START Material for this exercise
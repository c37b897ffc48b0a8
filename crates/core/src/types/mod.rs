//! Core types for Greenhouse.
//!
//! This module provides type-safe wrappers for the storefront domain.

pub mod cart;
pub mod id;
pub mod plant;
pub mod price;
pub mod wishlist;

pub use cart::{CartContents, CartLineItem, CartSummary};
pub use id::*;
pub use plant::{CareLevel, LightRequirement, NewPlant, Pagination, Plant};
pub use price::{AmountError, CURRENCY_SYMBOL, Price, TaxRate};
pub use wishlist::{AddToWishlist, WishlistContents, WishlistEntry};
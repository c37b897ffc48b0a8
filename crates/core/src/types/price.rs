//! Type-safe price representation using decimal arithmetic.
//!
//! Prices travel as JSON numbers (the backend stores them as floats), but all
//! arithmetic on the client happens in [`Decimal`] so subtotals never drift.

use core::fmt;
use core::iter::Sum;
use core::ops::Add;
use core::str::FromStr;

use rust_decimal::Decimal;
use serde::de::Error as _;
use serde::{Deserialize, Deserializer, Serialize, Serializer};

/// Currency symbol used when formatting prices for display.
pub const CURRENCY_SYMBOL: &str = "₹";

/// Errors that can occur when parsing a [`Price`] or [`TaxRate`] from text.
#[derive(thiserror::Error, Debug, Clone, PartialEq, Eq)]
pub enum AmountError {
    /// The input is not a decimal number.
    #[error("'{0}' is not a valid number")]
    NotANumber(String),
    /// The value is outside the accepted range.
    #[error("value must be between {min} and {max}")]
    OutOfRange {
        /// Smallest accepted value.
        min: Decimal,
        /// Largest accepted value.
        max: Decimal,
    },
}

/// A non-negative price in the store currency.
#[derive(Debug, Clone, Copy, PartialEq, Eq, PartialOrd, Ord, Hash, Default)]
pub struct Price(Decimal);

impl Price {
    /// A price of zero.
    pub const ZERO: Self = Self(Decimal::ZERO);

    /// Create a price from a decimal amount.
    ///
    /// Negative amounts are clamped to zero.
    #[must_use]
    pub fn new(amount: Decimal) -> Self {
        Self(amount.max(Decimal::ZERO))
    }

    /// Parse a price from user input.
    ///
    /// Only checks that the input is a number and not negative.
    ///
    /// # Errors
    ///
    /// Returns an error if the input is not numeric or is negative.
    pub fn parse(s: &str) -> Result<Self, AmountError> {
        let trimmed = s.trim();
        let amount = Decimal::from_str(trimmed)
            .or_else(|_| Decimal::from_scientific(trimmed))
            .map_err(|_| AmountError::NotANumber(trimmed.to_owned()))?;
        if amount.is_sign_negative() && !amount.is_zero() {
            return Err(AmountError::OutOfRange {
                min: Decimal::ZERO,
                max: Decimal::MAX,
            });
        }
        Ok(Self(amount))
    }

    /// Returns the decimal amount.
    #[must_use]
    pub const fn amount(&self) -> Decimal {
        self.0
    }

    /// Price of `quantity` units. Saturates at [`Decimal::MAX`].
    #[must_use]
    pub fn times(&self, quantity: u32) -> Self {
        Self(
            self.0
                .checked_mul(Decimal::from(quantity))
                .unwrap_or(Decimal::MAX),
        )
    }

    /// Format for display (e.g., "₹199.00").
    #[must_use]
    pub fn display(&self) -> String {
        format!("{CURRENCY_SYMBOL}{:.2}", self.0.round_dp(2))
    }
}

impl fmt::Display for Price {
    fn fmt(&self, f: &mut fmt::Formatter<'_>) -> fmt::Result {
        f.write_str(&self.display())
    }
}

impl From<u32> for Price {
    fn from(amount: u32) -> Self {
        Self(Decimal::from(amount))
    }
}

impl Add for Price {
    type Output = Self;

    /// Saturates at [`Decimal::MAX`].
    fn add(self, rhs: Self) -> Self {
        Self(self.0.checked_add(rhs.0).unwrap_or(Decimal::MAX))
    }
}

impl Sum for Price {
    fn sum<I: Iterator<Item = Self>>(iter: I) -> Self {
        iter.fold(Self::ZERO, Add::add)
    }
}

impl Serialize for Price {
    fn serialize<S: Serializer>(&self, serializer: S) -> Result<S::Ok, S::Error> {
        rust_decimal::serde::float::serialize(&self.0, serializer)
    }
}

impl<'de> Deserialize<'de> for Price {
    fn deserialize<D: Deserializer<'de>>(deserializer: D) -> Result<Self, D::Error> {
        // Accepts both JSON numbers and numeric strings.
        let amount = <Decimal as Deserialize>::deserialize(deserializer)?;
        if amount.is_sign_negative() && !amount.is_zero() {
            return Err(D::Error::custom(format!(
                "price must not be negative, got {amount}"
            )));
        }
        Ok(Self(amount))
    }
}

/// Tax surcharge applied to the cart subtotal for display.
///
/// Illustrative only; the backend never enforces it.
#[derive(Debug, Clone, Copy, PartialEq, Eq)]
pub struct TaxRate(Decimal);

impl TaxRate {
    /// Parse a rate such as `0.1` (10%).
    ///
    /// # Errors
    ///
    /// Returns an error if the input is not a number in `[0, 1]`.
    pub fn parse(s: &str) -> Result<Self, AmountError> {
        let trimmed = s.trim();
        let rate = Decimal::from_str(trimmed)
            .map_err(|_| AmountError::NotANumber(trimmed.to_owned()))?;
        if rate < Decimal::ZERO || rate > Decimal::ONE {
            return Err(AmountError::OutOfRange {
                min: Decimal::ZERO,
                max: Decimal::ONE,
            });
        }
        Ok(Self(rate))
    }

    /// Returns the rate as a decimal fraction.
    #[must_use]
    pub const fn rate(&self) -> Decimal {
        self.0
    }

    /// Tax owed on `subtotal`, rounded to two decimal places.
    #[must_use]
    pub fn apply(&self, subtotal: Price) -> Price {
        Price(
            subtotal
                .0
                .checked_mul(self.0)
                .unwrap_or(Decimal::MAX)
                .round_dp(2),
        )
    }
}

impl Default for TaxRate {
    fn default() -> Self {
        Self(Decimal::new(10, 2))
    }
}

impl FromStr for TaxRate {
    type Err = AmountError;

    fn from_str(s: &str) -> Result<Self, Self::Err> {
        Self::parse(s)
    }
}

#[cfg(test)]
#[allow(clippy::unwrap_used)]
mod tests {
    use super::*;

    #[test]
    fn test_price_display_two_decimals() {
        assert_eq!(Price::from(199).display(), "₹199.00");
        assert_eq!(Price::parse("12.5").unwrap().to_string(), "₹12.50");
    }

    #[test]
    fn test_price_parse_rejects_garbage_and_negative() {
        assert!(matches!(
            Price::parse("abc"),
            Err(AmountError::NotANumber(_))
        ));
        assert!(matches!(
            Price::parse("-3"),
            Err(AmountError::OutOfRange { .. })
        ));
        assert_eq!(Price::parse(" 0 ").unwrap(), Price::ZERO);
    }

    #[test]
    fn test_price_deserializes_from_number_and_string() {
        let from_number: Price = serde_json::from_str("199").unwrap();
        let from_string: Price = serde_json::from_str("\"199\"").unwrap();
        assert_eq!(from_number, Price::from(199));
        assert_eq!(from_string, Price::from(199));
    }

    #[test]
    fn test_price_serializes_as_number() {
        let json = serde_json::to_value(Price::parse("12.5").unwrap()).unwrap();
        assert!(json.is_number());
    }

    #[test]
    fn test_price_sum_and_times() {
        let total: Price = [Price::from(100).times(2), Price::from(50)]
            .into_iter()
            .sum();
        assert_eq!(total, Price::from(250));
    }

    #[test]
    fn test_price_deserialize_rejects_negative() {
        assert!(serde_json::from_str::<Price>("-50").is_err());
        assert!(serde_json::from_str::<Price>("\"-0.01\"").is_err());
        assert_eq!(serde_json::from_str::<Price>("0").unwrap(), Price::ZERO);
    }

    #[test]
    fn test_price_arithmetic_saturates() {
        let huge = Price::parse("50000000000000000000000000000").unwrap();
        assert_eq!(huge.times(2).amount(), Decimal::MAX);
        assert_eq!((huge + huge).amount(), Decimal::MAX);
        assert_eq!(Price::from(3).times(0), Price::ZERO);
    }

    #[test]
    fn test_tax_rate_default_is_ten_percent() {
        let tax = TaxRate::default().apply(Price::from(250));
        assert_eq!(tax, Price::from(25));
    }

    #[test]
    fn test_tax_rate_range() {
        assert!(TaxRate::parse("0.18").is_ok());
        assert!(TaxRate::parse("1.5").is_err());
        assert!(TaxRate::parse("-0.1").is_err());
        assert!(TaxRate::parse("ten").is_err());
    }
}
END Material for this exercise
### Problem details:
Take the lines above from the one containing "pub enum AmountError" to the one containing "let amount = Decimal::from_str(trimmed)" and retype them exactly, both ends included, with nothing added.

### Solution for this exercise:
pub enum AmountError {
    /// The input is not a decimal number.
    #[error("'{0}' is not a valid number")]
    NotANumber(String),
    /// The value is outside the accepted range.
    #[error("value must be between {min} and {max}")]
    OutOfRange {
        /// Smallest accepted value.
        min: Decimal,
        /// Largest accepted value.
        max: Decimal,
    },
}

/// A non-negative price in the store currency.
#[derive(Debug, Clone, Copy, PartialEq, Eq, PartialOrd, Ord, Hash, Default)]
pub struct Price(Decimal);

impl Price {
    /// A price of zero.
    pub const ZERO: Self = Self(Decimal::ZERO);

    /// Create a price from a decimal amount.
    ///
    /// Negative amounts are clamped to zero.
    #[must_use]
    pub fn new(amount: Decimal) -> Self {
        Self(amount.max(Decimal::ZERO))
    }

    /// Parse a price from user input.
    ///
    /// Only checks that the input is a number and not negative.
    ///
    /// # Errors
    ///
    /// Returns an error if the input is not numeric or is negative.
    pub fn parse(s: &str) -> Result<Self, AmountError> {
        let trimmed = s.trim();
        let amount = Decimal::from_str(trimmed)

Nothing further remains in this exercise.